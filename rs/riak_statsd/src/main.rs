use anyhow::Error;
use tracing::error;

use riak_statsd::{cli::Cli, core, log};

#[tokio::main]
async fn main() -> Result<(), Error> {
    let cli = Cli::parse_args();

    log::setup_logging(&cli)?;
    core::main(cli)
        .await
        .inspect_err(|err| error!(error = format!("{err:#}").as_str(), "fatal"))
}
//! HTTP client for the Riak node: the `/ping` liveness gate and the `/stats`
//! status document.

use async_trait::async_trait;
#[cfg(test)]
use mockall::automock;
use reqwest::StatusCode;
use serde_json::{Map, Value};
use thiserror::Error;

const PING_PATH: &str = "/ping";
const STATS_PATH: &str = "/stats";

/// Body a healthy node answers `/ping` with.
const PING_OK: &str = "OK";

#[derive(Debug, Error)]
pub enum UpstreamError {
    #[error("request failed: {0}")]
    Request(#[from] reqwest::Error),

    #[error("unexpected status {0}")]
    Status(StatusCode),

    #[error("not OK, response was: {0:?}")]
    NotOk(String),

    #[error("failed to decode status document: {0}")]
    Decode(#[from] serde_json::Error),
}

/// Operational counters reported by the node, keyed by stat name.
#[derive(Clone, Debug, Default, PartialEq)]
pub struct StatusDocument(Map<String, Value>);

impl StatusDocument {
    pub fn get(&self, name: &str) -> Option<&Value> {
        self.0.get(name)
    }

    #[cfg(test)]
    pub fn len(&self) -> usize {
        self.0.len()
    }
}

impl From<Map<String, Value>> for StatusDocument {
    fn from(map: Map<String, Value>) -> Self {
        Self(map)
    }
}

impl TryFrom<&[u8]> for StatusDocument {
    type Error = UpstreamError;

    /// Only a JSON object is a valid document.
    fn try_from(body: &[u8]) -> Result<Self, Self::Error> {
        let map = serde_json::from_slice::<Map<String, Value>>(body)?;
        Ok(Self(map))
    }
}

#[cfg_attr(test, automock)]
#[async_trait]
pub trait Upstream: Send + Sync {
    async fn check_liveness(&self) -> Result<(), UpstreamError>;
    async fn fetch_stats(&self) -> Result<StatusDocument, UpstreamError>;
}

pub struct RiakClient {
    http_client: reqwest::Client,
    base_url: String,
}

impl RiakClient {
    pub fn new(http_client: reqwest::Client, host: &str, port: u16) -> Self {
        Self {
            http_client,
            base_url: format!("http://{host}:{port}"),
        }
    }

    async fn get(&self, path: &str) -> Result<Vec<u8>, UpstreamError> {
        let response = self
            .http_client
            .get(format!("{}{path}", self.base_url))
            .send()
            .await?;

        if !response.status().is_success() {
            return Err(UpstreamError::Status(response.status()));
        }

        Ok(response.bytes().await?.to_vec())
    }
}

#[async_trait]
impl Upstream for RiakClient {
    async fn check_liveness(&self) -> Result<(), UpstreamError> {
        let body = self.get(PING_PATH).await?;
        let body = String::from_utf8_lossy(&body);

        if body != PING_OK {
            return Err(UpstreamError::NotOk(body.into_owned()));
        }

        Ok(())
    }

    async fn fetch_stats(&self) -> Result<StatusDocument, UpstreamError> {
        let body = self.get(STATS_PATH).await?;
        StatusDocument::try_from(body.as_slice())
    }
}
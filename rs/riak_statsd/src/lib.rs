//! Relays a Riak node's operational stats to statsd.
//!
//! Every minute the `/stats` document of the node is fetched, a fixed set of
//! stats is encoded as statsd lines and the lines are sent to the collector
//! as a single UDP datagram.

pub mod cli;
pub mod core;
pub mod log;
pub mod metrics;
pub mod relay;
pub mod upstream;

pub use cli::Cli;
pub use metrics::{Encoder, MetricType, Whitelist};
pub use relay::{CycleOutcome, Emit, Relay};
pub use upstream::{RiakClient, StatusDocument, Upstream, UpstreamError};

...

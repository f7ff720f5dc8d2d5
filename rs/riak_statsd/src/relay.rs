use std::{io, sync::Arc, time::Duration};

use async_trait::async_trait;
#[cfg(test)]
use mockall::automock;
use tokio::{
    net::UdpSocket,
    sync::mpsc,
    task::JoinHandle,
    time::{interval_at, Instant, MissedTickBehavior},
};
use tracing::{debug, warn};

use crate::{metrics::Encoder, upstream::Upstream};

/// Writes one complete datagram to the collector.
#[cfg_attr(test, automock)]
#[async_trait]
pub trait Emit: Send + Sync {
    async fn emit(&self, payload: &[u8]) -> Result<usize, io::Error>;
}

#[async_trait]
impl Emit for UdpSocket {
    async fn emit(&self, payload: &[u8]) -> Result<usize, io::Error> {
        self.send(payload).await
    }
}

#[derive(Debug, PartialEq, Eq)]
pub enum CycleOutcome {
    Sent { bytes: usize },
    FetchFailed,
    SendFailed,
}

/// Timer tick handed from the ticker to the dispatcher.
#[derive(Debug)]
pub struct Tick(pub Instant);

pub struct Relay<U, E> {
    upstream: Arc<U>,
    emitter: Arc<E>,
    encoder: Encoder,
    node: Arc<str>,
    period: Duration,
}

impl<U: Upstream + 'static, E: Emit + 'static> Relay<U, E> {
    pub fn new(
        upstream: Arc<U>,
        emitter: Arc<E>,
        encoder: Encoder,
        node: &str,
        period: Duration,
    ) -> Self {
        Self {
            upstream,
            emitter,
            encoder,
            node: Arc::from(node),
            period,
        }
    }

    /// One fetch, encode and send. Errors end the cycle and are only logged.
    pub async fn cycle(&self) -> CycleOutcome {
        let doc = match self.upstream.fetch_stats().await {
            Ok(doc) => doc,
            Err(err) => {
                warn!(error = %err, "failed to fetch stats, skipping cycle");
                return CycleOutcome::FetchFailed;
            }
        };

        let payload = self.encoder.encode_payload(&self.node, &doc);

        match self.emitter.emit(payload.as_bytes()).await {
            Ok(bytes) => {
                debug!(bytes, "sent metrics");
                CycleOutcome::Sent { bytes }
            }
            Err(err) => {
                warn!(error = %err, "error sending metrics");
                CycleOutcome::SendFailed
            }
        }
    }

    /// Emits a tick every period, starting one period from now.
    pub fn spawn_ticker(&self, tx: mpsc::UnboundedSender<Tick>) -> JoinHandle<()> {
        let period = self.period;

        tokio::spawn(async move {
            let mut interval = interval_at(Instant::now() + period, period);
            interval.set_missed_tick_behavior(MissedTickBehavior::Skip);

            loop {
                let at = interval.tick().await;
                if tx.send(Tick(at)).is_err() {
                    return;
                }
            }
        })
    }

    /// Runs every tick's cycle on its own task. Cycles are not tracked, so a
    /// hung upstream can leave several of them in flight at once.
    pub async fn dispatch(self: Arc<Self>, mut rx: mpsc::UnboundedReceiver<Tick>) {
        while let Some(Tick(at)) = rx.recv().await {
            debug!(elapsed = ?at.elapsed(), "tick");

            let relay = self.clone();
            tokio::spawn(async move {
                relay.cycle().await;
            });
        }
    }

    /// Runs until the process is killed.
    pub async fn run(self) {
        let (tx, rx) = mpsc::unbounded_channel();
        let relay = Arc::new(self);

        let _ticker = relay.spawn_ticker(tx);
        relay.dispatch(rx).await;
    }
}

▶ _What you need to do_
Would you print exactly and only the lines of the material above that run from the line with "filename rs/riak_statsd/src/main.rs" through the line with "to decode status", both included?

▶ _Solution_
filename rs/riak_statsd/src/main.rs
use anyhow::Error;
use tracing::error;

use riak_statsd::{cli::Cli, core, log};

#[tokio::main]
async fn main() -> Result<(), Error> {
    let cli = Cli::parse_args();

    log::setup_logging(&cli)?;
    core::main(cli)
        .await
        .inspect_err(|err| error!(error = format!("{err:#}").as_str(), "fatal"))
}
//! HTTP client for the Riak node: the `/ping` liveness gate and the `/stats`
//! status document.

use async_trait::async_trait;
#[cfg(test)]
use mockall::automock;
use reqwest::StatusCode;
use serde_json::{Map, Value};
use thiserror::Error;

const PING_PATH: &str = "/ping";
const STATS_PATH: &str = "/stats";

/// Body a healthy node answers `/ping` with.
const PING_OK: &str = "OK";

#[derive(Debug, Error)]
pub enum UpstreamError {
    #[error("request failed: {0}")]
    Request(#[from] reqwest::Error),

    #[error("unexpected status {0}")]
    Status(StatusCode),

    #[error("not OK, response was: {0:?}")]
    NotOk(String),

    #[error("failed to decode status document: {0}")]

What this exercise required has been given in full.